Bushcrafter through and through
Oct 1, 2008
8,141
88
W. Yorkshire
I signed the petition against this the other day.

My take is its Monsanto trying to gain a monopoly on food production. They dont want you to have seeds capable of producing viable seed from it. They want us all to grow their "special" seeds which have suicide genes built into them so they cant produce viable seed. Also known as F1 varieties. So you buy new seed every year from them.
 

Joel_m

Member
Jul 31, 2012
31
2
Berkshire
This is the first time I have heard about this... So let me get this right...

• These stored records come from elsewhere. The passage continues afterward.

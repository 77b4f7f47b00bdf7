use axum::{
    http::StatusCode,
    response::{IntoResponse, Response},
    Json,
};
use serde_json::json;
use thiserror::Error;

/// Errors surfaced by the execution core across Builder, Engine, Store, and Runtime.
#[derive(Error, Debug)]
pub enum CoreError {
    #[error("validation error: {0}")]
    Validation(String),

    #[error("environment not found: {0}")]
    NotFound(String),

    #[error("operation cancelled")]
    Cancelled,

    #[error("setup failed: {0}")]
    SetupFailed(String),

    #[error("runtime error: {0}")]
    Runtime(#[from] crate::runtime::RuntimeError),

    #[error("store error: {0}")]
    Store(#[from] crate::store::StoreError),

    #[error("internal error: {0}")]
    Internal(String),
}

impl IntoResponse for CoreError {
    fn into_response(self) -> Response {
        let (status, message) = match &self {
            CoreError::Validation(msg) => (StatusCode::BAD_REQUEST, msg.clone()),
            CoreError::NotFound(msg) => (StatusCode::NOT_FOUND, msg.clone()),
            CoreError::Cancelled => {
                (StatusCode::INTERNAL_SERVER_ERROR, "operation cancelled".to_string())
            }
            CoreError::SetupFailed(msg) => (StatusCode::INTERNAL_SERVER_ERROR, msg.clone()),
            CoreError::Runtime(e) => (StatusCode::INTERNAL_SERVER_ERROR, e.to_string()),
            CoreError::Store(e) => (StatusCode::INTERNAL_SERVER_ERROR, e.to_string()),
            CoreError::Internal(msg) => (StatusCode::INTERNAL_SERVER_ERROR, msg.clone()),
        };

        let body = Json(json!({
            "error": true,
            "message": message,
        }));

        (status, body).into_response()
    }
}

pub type Result<T> = std::result::Result<T, CoreError>;
//! Concurrency Governor
//!
//! Two bounded admission queues (setup, execution) generalizing the
//! single-permit mutual-exclusion lock this project's ancestor uses for
//! power operations, plus a per-environment in-flight counter the Reaper
//! consults before reaping a volume out from under a running execution.

use std::sync::atomic::{AtomicU32, Ordering};
use std::sync::Arc;

use dashmap::DashMap;
use thiserror::Error;
use tokio::sync::{Semaphore, SemaphorePermit};
use tokio_util::sync::CancellationToken;
use uuid::Uuid;

#[derive(Debug, Error)]
pub enum GovernorError {
    #[error("operation cancelled while waiting for admission")]
    Cancelled,
}

/// Admission permit; releases its semaphore slot when dropped.
pub struct AdmissionGuard<'a> {
    _permit: SemaphorePermit<'a>,
}

pub struct Governor {
    setup: Semaphore,
    execution: Semaphore,
    in_flight: DashMap<Uuid, Arc<AtomicU32>>,
}

impl Governor {
    pub fn new(setup_capacity: usize, execution_capacity: usize) -> Self {
        Self {
            setup: Semaphore::new(setup_capacity),
            execution: Semaphore::new(execution_capacity),
            in_flight: DashMap::new(),
        }
    }

    pub async fn admit_setup(
        &self,
        ctx: &CancellationToken,
    ) -> Result<AdmissionGuard<'_>, GovernorError> {
        tokio::select! {
            permit = self.setup.acquire() => {
                Ok(AdmissionGuard { _permit: permit.expect("semaphore never closed") })
            }
            _ = ctx.cancelled() => Err(GovernorError::Cancelled),
        }
    }

    pub async fn admit_execution(
        &self,
        ctx: &CancellationToken,
    ) -> Result<AdmissionGuard<'_>, GovernorError> {
        tokio::select! {
            permit = self.execution.acquire() => {
                Ok(AdmissionGuard { _permit: permit.expect("semaphore never closed") })
            }
            _ = ctx.cancelled() => Err(GovernorError::Cancelled),
        }
    }

    /// Mark one execution as starting against `environment_id`. The guard
    /// decrements the counter on drop, keeping this safe on every exit path
    /// (success, error, panic-unwind through a spawned task's join).
    pub fn enter_execution(&self, environment_id: Uuid) -> InFlightGuard<'_> {
        let counter = self
            .in_flight
            .entry(environment_id)
            .or_insert_with(|| Arc::new(AtomicU32::new(0)))
            .clone();
        counter.fetch_add(1, Ordering::SeqCst);
        InFlightGuard {
            counter,
            _governor: self,
        }
    }

    /// Whether the Reaper may safely remove this environment right now.
    pub fn is_idle(&self, environment_id: &Uuid) -> bool {
        self.in_flight
            .get(environment_id)
            .map(|c| c.load(Ordering::SeqCst) == 0)
            .unwrap_or(true)
    }
}

pub struct InFlightGuard<'a> {
    counter: Arc<AtomicU32>,
    _governor: &'a Governor,
}

impl Drop for InFlightGuard<'_> {
    fn drop(&mut self) {
        self.counter.fetch_sub(1, Ordering::SeqCst);
    }
}

#[cfg(test)]
mod tests {
    use super::*;

    #[tokio::test]
    async fn test_admission_bounds_concurrency() {
        let governor = Governor::new(1, 1);
        let ctx = CancellationToken::new();

        let _g1 = governor.admit_setup(&ctx).await.unwrap();
        assert_eq!(governor.setup.available_permits(), 0);
        drop(_g1);
        assert_eq!(governor.setup.available_permits(), 1);
    }

    #[tokio::test]
    async fn test_admission_cancelled() {
        let governor = Governor::new(1, 1);
        let ctx = CancellationToken::new();
        let _held = governor.admit_execution(&ctx).await.unwrap();

        ctx.cancel();
        let result = governor.admit_execution(&ctx).await;
        assert!(matches!(result, Err(GovernorError::Cancelled)));
    }

    #[test]
    fn test_in_flight_guard_tracks_idleness() {
        let governor = Governor::new(5, 5);
        let id = Uuid::new_v4();
        assert!(governor.is_idle(&id));

        let guard = governor.enter_execution(id);
        assert!(!governor.is_idle(&id));

        drop(guard);
        assert!(governor.is_idle(&id));
    }
}
//! Worker I/O Contract
//!
//! Types for the JSON frame exchanged with the in-sandbox runtime over
//! stdio. No interpreter implementing this contract ships in this crate;
//! the worker image is an external build artifact referenced only by name.

use std::collections::HashMap;

use serde::{Deserialize, Serialize};
use serde_json::Value;

#[derive(Debug, Clone, Serialize)]
pub struct EventPayload {
    pub data: Value,
    pub env: HashMap<String, String>,
}

#[derive(Debug, Clone, Serialize)]
pub struct ContextPayload {
    #[serde(rename = "executionId")]
    pub execution_id: String,
    #[serde(rename = "environmentId")]
    pub environment_id: String,
    #[serde(rename = "requestId")]
    pub request_id: String,
}

/// The frame written to the worker's stdin.
#[derive(Debug, Clone, Serialize)]
pub struct InputFrame {
    pub event: EventPayload,
    pub context: ContextPayload,
    #[serde(rename = "mainModule")]
    pub main_module: String,
}

/// The frame expected on the worker's stdout. Parse failure is handled by
/// the caller, not here: the contract fails open when the worker produces
/// something that isn't valid JSON matching this shape.
#[derive(Debug, Clone, Deserialize)]
pub struct OutputFrame {
    pub success: bool,
    #[serde(default)]
    pub result: Option<Value>,
    #[serde(default)]
    pub error: Option<String>,
    #[serde(default)]
    pub stack: Option<String>,
}

#[cfg(test)]
mod tests {
    use super::*;

    #[test]
    fn test_input_frame_serializes_expected_shape() {
        let frame = InputFrame {
            event: EventPayload {
                data: serde_json::json!({"a": 5}),
                env: HashMap::new(),
            },
            context: ContextPayload {
                execution_id: "exec-1".to_string(),
                environment_id: "env-1".to_string(),
                request_id: "exec-1".to_string(),
            },
            main_module: "main.ts".to_string(),
        };

        let value: Value = serde_json::to_value(&frame).unwrap();
        assert_eq!(value["mainModule"], "main.ts");
        assert_eq!(value["context"]["executionId"], "exec-1");
        assert_eq!(value["event"]["data"]["a"], 5);
    }

    #[test]
    fn test_output_frame_success() {
        let raw = r#"{"success":true,"result":{"sum":8}}"#;
        let frame: OutputFrame = serde_json::from_str(raw).unwrap();
        assert!(frame.success);
        assert_eq!(frame.result.unwrap()["sum"], 8);
    }

    #[test]
    fn test_output_frame_failure() {
        let raw = r#"{"success":false,"error":"nope"}"#;
        let frame: OutputFrame = serde_json::from_str(raw).unwrap();
        assert!(!frame.success);
        assert_eq!(frame.error.unwrap(), "nope");
    }
}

For instance .... Two years ago I grew some sweet peppers and chillis in the same room (I think they were Fresno chiilis) last year I planted the chilli seeds I saved to grow some more and what I got out was some odd peppers that had obviously cross bread with the sweet peppers.
The resultant peppers were actually quite tasty, although not as hot as the originals they had a much sweeter flavour.. ok so I know this was just a happy accident and I wish I still had some seeds left.. but if I am right in reading the links (thank you for them) I would technically not under the new law be able to give these seeds away to friends who also grow veg?!?!
That sounds utterly ridiculous... amongst my friends we sometimes swap seeds from last years crops, but even in that case I cannot guarantee no cross breeding has occurred... Even if I plant all the same varieties, next door may have something different and I cannot control where the bees go?!!? (Other than the fact that I think as most people who grow plants find its actually quite interesting on the rare occasions when you put seeds from last year in and get something different out).
Or have I misunderstood the change in rules?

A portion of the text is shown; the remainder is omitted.